Dataset entries:
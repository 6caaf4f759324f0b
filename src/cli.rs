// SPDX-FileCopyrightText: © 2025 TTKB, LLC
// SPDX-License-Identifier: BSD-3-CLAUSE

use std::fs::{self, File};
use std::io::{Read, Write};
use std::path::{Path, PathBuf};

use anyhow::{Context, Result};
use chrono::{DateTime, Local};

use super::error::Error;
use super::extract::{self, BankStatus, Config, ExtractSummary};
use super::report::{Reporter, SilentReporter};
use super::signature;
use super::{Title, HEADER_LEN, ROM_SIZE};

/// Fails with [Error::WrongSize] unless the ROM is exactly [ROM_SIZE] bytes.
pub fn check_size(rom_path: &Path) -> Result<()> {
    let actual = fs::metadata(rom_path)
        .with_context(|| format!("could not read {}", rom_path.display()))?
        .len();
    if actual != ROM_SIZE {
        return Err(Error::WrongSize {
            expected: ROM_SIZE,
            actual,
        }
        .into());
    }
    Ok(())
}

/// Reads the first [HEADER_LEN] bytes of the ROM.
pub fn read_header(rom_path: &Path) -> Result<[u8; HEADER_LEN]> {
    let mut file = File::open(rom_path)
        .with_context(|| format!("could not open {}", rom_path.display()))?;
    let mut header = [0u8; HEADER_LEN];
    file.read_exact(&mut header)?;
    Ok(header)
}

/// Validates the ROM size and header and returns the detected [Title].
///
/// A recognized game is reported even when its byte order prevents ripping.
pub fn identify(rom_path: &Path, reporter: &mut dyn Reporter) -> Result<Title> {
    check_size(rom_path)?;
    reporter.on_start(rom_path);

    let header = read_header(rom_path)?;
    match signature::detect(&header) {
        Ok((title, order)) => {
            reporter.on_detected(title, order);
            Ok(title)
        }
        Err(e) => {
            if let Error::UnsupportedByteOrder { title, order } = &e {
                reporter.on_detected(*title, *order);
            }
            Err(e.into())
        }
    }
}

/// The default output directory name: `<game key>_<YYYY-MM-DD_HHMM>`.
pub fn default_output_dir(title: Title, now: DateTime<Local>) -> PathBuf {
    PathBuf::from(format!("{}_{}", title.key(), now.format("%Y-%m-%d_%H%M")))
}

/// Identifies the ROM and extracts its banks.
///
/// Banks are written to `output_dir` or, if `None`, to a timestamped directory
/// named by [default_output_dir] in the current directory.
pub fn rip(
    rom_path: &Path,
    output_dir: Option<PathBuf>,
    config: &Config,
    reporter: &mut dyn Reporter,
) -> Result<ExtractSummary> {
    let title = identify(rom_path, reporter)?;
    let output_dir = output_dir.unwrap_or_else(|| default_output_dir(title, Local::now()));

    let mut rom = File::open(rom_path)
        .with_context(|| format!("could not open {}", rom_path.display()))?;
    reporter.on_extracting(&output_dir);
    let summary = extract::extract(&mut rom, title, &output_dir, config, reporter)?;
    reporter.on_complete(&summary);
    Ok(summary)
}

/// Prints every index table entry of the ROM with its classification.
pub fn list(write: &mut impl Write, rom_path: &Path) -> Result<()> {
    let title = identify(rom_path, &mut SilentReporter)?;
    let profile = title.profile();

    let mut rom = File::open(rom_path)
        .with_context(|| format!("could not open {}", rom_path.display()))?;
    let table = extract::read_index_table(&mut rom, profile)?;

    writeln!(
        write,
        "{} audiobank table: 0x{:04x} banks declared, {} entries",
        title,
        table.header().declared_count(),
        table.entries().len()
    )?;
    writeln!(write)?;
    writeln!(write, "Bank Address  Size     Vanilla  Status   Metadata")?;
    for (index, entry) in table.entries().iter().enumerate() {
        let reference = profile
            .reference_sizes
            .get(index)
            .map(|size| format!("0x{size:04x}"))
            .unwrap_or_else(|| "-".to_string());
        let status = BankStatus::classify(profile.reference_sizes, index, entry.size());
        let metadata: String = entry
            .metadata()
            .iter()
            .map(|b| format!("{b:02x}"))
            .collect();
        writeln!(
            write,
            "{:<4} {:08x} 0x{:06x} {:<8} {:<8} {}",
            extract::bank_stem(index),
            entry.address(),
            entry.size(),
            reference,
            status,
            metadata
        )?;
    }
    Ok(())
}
==
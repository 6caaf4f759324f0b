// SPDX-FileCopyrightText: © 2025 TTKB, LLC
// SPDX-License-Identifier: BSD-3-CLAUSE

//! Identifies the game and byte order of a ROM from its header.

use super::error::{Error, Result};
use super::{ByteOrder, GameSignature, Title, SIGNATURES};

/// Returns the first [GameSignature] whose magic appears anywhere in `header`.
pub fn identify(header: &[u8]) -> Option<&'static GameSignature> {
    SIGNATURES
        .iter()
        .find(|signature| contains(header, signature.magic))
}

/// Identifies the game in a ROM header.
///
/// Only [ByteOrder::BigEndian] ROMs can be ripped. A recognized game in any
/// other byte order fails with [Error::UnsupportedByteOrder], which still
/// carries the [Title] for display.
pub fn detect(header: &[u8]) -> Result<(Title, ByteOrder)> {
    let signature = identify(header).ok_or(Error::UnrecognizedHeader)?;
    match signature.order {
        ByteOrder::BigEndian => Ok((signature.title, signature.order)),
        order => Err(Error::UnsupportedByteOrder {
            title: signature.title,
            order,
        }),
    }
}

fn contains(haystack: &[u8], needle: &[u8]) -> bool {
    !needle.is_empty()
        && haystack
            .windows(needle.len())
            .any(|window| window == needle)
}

## [Work task]
Tally, across the records, each line that contains the word "entry", and answer with nothing except the count.

## [Your response]
6